What is required → Each line of the data should be transcribed exactly as given.

-------------------------

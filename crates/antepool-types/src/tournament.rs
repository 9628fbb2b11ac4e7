//! Tournament match records and bracket configuration.

use std::fmt;

use chrono::{DateTime, Utc};
use serde::{Deserialize, Serialize};

use crate::{MatchId, RoomId, UserId};

/// Maximum player slots per match.
pub const MATCH_SLOTS: usize = 4;

// ---------------------------------------------------------------------------
// MatchStatus
// ---------------------------------------------------------------------------

/// The lifecycle of a single bracket match.
///
/// ```text
/// Pending → Active → Completed
///              └───→ Timeout
/// ```
///
/// Completed and Timeout both count as *resolved* for round-completion
/// purposes; a timed-out match still advances a winner via the tie-break
/// rule.
#[derive(Debug, Clone, Copy, PartialEq, Eq, Serialize, Deserialize)]
#[serde(rename_all = "snake_case")]
pub enum MatchStatus {
    Pending,
    Active,
    Completed,
    Timeout,
}

impl MatchStatus {
    /// Resolved matches no longer block their round.
    pub fn is_resolved(self) -> bool {
        matches!(self, Self::Completed | Self::Timeout)
    }
}

impl fmt::Display for MatchStatus {
    fn fmt(&self, f: &mut fmt::Formatter<'_>) -> fmt::Result {
        let name = match self {
            Self::Pending => "pending",
            Self::Active => "active",
            Self::Completed => "completed",
            Self::Timeout => "timeout",
        };
        f.write_str(name)
    }
}

// ---------------------------------------------------------------------------
// EliminationKind
// ---------------------------------------------------------------------------

/// Bracket structure variant.
#[derive(Debug, Clone, Copy, PartialEq, Eq, Serialize, Deserialize)]
#[serde(rename_all = "snake_case")]
pub enum EliminationKind {
    Single,
    Double,
    Swiss,
}

impl fmt::Display for EliminationKind {
    fn fmt(&self, f: &mut fmt::Formatter<'_>) -> fmt::Result {
        let name = match self {
            Self::Single => "single",
            Self::Double => "double",
            Self::Swiss => "swiss",
        };
        f.write_str(name)
    }
}

// ---------------------------------------------------------------------------
// TournamentConfig
// ---------------------------------------------------------------------------

/// Caller-supplied bracket settings, validated by the generator.
#[derive(Debug, Clone, Serialize, Deserialize)]
pub struct TournamentConfig {
    pub elimination: EliminationKind,
    /// Players per match: 2 (head-to-head) or 4 (four-way).
    pub players_per_match: u32,
    /// Per-match play window in minutes, 5–120.
    pub time_limit_minutes: u32,
    /// Scheduling hint for one round in minutes, 10–240.
    pub round_duration_minutes: u32,
}

impl Default for TournamentConfig {
    fn default() -> Self {
        TournamentConfig {
            elimination: EliminationKind::Single,
            players_per_match: 2,
            time_limit_minutes: 15,
            round_duration_minutes: 30,
        }
    }
}

// ---------------------------------------------------------------------------
// TournamentMatch
// ---------------------------------------------------------------------------

/// One match in a bracket.
///
/// Round-1 matches are created with concrete players; later rounds start with
/// empty slots and are filled with winner ids as their feeding matches
/// resolve. A *bye* is a single-occupant match created already completed —
/// its lone player advances unopposed.
#[derive(Debug, Clone, Serialize, Deserialize)]
pub struct TournamentMatch {
    pub id: MatchId,
    pub room_id: RoomId,
    /// 1-based round number.
    pub round: u32,
    /// Strictly increasing across rounds in creation order, 1-based.
    pub match_number: u32,
    pub players: [Option<UserId>; MATCH_SLOTS],
    pub winner: Option<UserId>,
    pub status: MatchStatus,
    pub time_limit_minutes: u32,
    pub started_at: Option<DateTime<Utc>>,
    pub completed_at: Option<DateTime<Utc>>,
    pub is_bye: bool,
}

impl TournamentMatch {
    /// Occupied slots in slot order.
    pub fn occupants(&self) -> impl Iterator<Item = UserId> + '_ {
        self.players.iter().filter_map(|slot| *slot)
    }

    pub fn occupant_count(&self) -> usize {
        self.players.iter().filter(|slot| slot.is_some()).count()
    }

    pub fn has_player(&self, user: UserId) -> bool {
        self.players.contains(&Some(user))
    }

    /// The highest-seeded occupant: lowest filled slot index. Used as the
    /// timeout tie-break winner.
    pub fn highest_seed(&self) -> Option<UserId> {
        self.occupants().next()
    }

    /// First empty slot index, if any.
    pub fn open_slot(&self) -> Option<usize> {
        self.players.iter().position(|slot| slot.is_none())
    }
}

-------------------------

Reply →
filename crates/antepool-types/src/tournament.rs
repository 9628fbb2b11ac4e7
//! Tournament match records and bracket configuration.

use std::fmt;

use chrono::{DateTime, Utc};
use serde::{Deserialize, Serialize};

use crate::{MatchId, RoomId, UserId};

/// Maximum player slots per match.
pub const MATCH_SLOTS: usize = 4;

// ---------------------------------------------------------------------------
// MatchStatus
// ---------------------------------------------------------------------------

/// The lifecycle of a single bracket match.
///
/// ```text
/// Pending → Active → Completed
///              └───→ Timeout
/// ```
///
/// Completed and Timeout both count as *resolved* for round-completion
/// purposes; a timed-out match still advances a winner via the tie-break
/// rule.
#[derive(Debug, Clone, Copy, PartialEq, Eq, Serialize, Deserialize)]
#[serde(rename_all = "snake_case")]
pub enum MatchStatus {
    Pending,
    Active,
    Completed,
    Timeout,
}

impl MatchStatus {
    /// Resolved matches no longer block their round.
    pub fn is_resolved(self) -> bool {
        matches!(self, Self::Completed | Self::Timeout)
    }
}

impl fmt::Display for MatchStatus {
    fn fmt(&self, f: &mut fmt::Formatter<'_>) -> fmt::Result {
        let name = match self {
            Self::Pending => "pending",
            Self::Active => "active",
            Self::Completed => "completed",
            Self::Timeout => "timeout",
        };
        f.write_str(name)
    }
}

// ---------------------------------------------------------------------------
// EliminationKind
// ---------------------------------------------------------------------------

/// Bracket structure variant.
#[derive(Debug, Clone, Copy, PartialEq, Eq, Serialize, Deserialize)]
#[serde(rename_all = "snake_case")]
pub enum EliminationKind {
    Single,
    Double,
    Swiss,
}

impl fmt::Display for EliminationKind {
    fn fmt(&self, f: &mut fmt::Formatter<'_>) -> fmt::Result {
        let name = match self {
            Self::Single => "single",
            Self::Double => "double",
            Self::Swiss => "swiss",
        };
        f.write_str(name)
    }
}

// ---------------------------------------------------------------------------
// TournamentConfig
// ---------------------------------------------------------------------------

/// Caller-supplied bracket settings, validated by the generator.
#[derive(Debug, Clone, Serialize, Deserialize)]
pub struct TournamentConfig {
    pub elimination: EliminationKind,
    /// Players per match: 2 (head-to-head) or 4 (four-way).
    pub players_per_match: u32,
    /// Per-match play window in minutes, 5–120.
    pub time_limit_minutes: u32,
    /// Scheduling hint for one round in minutes, 10–240.
    pub round_duration_minutes: u32,
}

impl Default for TournamentConfig {
    fn default() -> Self {
        TournamentConfig {
            elimination: EliminationKind::Single,
            players_per_match: 2,
            time_limit_minutes: 15,
            round_duration_minutes: 30,
        }
    }
}

// ---------------------------------------------------------------------------
// TournamentMatch
// ---------------------------------------------------------------------------

/// One match in a bracket.
///
/// Round-1 matches are created with concrete players; later rounds start with
/// empty slots and are filled with winner ids as their feeding matches
/// resolve. A *bye* is a single-occupant match created already completed —
/// its lone player advances unopposed.
#[derive(Debug, Clone, Serialize, Deserialize)]
pub struct TournamentMatch {
    pub id: MatchId,
    pub room_id: RoomId,
    /// 1-based round number.
    pub round: u32,
    /// Strictly increasing across rounds in creation order, 1-based.
    pub match_number: u32,
    pub players: [Option<UserId>; MATCH_SLOTS],
    pub winner: Option<UserId>,
    pub status: MatchStatus,
    pub time_limit_minutes: u32,
    pub started_at: Option<DateTime<Utc>>,
    pub completed_at: Option<DateTime<Utc>>,
    pub is_bye: bool,
}

impl TournamentMatch {
    /// Occupied slots in slot order.
    pub fn occupants(&self) -> impl Iterator<Item = UserId> + '_ {
        self.players.iter().filter_map(|slot| *slot)
    }

    pub fn occupant_count(&self) -> usize {
        self.players.iter().filter(|slot| slot.is_some()).count()
    }

    pub fn has_player(&self, user: UserId) -> bool {
        self.players.contains(&Some(user))
    }

    /// The highest-seeded occupant: lowest filled slot index. Used as the
    /// timeout tie-break winner.
    pub fn highest_seed(&self) -> Option<UserId> {
        self.occupants().next()
    }

    /// First empty slot index, if any.
    pub fn open_slot(&self) -> Option<usize> {
        self.players.iter().position(|slot| slot.is_none())
    }
}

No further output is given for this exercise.